Constrained deep nonnegative matrix factorization with graph convolutional networks for unsupervised community detection
摘要
Community detection is a key task for revealing functional organization in complex networks. Graph neural networks (GNNs) capture non-linear relationships but often suffer from over-smoothing as layers increase. Deep nonnegative matrix factorization (DNMF) models are interpretable via hierarchical learning but are linear and sensitive to topological noise. We propose GCNCDNMF, a framework that integrates graph convolutional networks (GCNs) with a constrained deep nonnegative matrix factorization (CDNMF) module. The CDNMF component uses a deep autoencoder-like structure with graph regularization to preserve community structures. The hierarchical embeddings from CDNMF are injected into the GCN propagation steps, which mitigates over-smoothing.
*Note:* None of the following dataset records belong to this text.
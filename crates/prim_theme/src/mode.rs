//! Appearance mode (light/dark)

use std::fmt;

use serde::{Deserialize, Serialize};

/// Current appearance mode
#[derive(Clone, Copy, Debug, Default, PartialEq, Eq, Hash, Serialize, Deserialize)]
#[serde(rename_all = "lowercase")]
pub enum Mode {
    #[default]
    Light,
    Dark,
}

impl Mode {
    /// The other mode
    pub fn toggle(self) -> Self {
        match self {
            Mode::Light => Mode::Dark,
            Mode::Dark => Mode::Light,
        }
    }

    pub fn is_dark(self) -> bool {
        self == Mode::Dark
    }

    /// Map a platform color-scheme answer onto a mode; anything that is not
    /// explicitly dark is light.
    pub fn from_scheme_name(name: Option<&str>) -> Self {
        match name {
            Some(s) if s.eq_ignore_ascii_case("dark") => Mode::Dark,
            _ => Mode::Light,
        }
    }
}

impl fmt::Display for Mode {
    fn fmt(&self, f: &mut fmt::Formatter<'_>) -> fmt::Result {
        f.write_str(match self {
            Mode::Light => "light",
            Mode::Dark => "dark",
        })
    }
}
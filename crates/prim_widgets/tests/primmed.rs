use std::cell::Cell;
use std::rc::Rc;
use std::sync::Arc;

use pretty_assertions::assert_eq;
use prim_core::{decl, Color, Signal, StyleAttribute, StyleProp, StyleValue, TokenTable};
use prim_theme::{ColorModes, Mode, PrimOptions, ScreenSizes, TokenConfig};
use prim_widgets::{
    configure_prim, primmed, Component, Node, PrimProvider, Ref, RenderTree, Statics, Styled,
    View, ViewProps,
};

const CORAL: Color = Color::rgb(1.0, 0.5, 0.31);

fn provider(mode: Mode, size: &str) -> (PrimProvider, Signal<Arc<str>>) {
    let tokens = TokenConfig {
        colors: ColorModes::new(
            TokenTable::from_pairs([("base", Color::WHITE), ("fg", Color::BLACK)]),
            TokenTable::from_pairs([("base", Color::BLACK), ("fg", Color::WHITE)]),
        ),
        screen_sizes: ScreenSizes::named(["se", "x", "tablet"]),
        spacing: TokenTable::from_pairs([("sm", 22.0), ("lg", 44.0)]),
        ..Default::default()
    };
    let size = Signal::new(Arc::<str>::from(size));
    let options = PrimOptions::with_signals(tokens, Signal::new(mode), size.clone());
    (configure_prim(options).unwrap(), size)
}

/// Text input whose instance exposes an imperative method
#[derive(Default)]
struct Input {
    statics: Statics,
}

#[derive(Default)]
struct InputProps {
    style: StyleProp,
}

impl Styled for InputProps {
    fn style(&self) -> &StyleProp {
        &self.style
    }

    fn style_mut(&mut self) -> &mut StyleProp {
        &mut self.style
    }
}

struct InputHandle {
    cursor: Rc<Cell<i32>>,
}

impl InputHandle {
    fn move_cursor(&self, position: i32) -> i32 {
        self.cursor.replace(position)
    }
}

impl Component for Input {
    type Props = InputProps;
    type Instance = InputHandle;

    fn display_name(&self) -> String {
        "Input".to_string()
    }

    fn statics(&self) -> &Statics {
        &self.statics
    }

    fn render(
        &self,
        props: InputProps,
        instance_ref: Option<&Ref<InputHandle>>,
        tree: &mut RenderTree,
    ) -> prim_widgets::WidgetId {
        if let Some(instance_ref) = instance_ref {
            instance_ref.set(InputHandle {
                cursor: Rc::new(Cell::new(0)),
            });
        }
        tree.insert(Node::new(self.display_name(), &props.style))
    }
}

#[test]
fn caller_style_wins_over_theme_style() {
    let (provider, _) = provider(Mode::Light, "se");
    let box_view = primmed(View::new(), |prim| {
        [&prim.bg["base"], &prim.w["lg"]].into()
    });

    let mut tree = RenderTree::new();
    let props = ViewProps::new().with_style(StyleProp::inline([decl(
        StyleAttribute::BackgroundColor,
        CORAL,
    )]));
    let id = provider.provide(|| box_view.render(props, None, &mut tree));

    let style = tree.style(id).unwrap();
    assert_eq!(
        style.get(StyleAttribute::BackgroundColor),
        Some(&StyleValue::Color(CORAL))
    );
    assert_eq!(style.get(StyleAttribute::Width), Some(&StyleValue::Number(44.0)));
}

#[test]
fn theme_style_applies_without_caller_style() {
    let (provider, _) = provider(Mode::Dark, "se");
    let label = primmed(View::new(), |prim| prim.bg["base"].clone().into());

    let mut tree = RenderTree::new();
    let id = provider.provide(|| label.render(ViewProps::new(), None, &mut tree));
    assert_eq!(
        tree.style(id).unwrap().get(StyleAttribute::BackgroundColor),
        Some(&StyleValue::Color(Color::BLACK))
    );
}

#[test]
fn inert_breakpoint_selections_are_no_ops() {
    let (provider, size) = provider(Mode::Light, "se");
    let panel = primmed(View::new(), |prim| {
        [&prim.breakpoint("tablet").p["sm"], &prim.breakpoint("se").p["lg"]].into()
    });

    let mut tree = RenderTree::new();
    let phone = provider.provide(|| panel.render(ViewProps::new(), None, &mut tree));
    assert_eq!(
        tree.style(phone).unwrap().get(StyleAttribute::Padding),
        Some(&StyleValue::Number(44.0))
    );

    size.set("tablet".into());
    let tablet = provider.provide(|| panel.render(ViewProps::new(), None, &mut tree));
    assert_eq!(
        tree.style(tablet).unwrap().get(StyleAttribute::Padding),
        Some(&StyleValue::Number(22.0))
    );

    size.set("x".into());
    let neither = provider.provide(|| panel.render(ViewProps::new(), None, &mut tree));
    assert!(tree.style(neither).unwrap().is_empty());
}

#[test]
fn refs_reach_the_wrapped_instance() {
    let (provider, _) = provider(Mode::Light, "se");
    let input = primmed(Input::default(), |prim| prim.text["fg"].clone().into());

    let mut tree = RenderTree::new();
    let input_ref = Ref::new();
    provider.provide(|| input.render(InputProps::default(), Some(&input_ref), &mut tree));

    assert!(input_ref.is_set());
    assert_eq!(input_ref.with(|handle| handle.move_cursor(42)), Some(0));
    assert_eq!(input_ref.with(|handle| handle.move_cursor(7)), Some(42));
}

#[test]
fn statics_are_hoisted_and_display_name_is_prefixed() {
    let target = Input {
        statics: Statics::new()
            .with("fragments", vec!["bg", "w"])
            .with("display_name", "CustomInput"),
    };
    let wrapped = primmed(target, |_| StyleProp::None);

    assert_eq!(wrapped.display_name(), "Primmed.Input");
    assert_eq!(
        wrapped.statics().get::<Vec<&str>>("fragments"),
        Some(&vec!["bg", "w"])
    );
    assert!(!wrapped.statics().contains("display_name"));
}

#[test]
fn wrappers_compose() {
    let (provider, _) = provider(Mode::Light, "se");
    let inner = primmed(View::new(), |prim| [&prim.w["sm"], &prim.bg["base"]].into());
    let outer = primmed(inner, |prim| prim.w["lg"].clone().into());
    assert_eq!(outer.display_name(), "Primmed.Primmed.View");

    let mut tree = RenderTree::new();
    let id = provider.provide(|| outer.render(ViewProps::new(), None, &mut tree));
    // The outer selection reaches the inner wrapper as caller style
    assert_eq!(
        tree.style(id).unwrap().get(StyleAttribute::Width),
        Some(&StyleValue::Number(44.0))
    );
}

#[test]
#[should_panic(expected = "outside a PrimProvider scope")]
fn rendering_outside_a_provider_panics() {
    let view = primmed(View::new(), |prim| prim.bg["base"].clone().into());
    view.render(ViewProps::new(), None, &mut RenderTree::new());
}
In return, the GCN’s non-linear reconstructions refine the network topology and feed back to CDNMF, improving noise robustness. Experiments on five real-world benchmark datasets (Cora, Citeseer, Email, Cornell, and Texas) show that GCNCDNMF consistently outperforms state-of-the-art methods in accuracy, normalized mutual information, and adjusted Rand index. The code for this work is publicly available at: https://github.com/LiShunli0719/GCNCDNMF_main.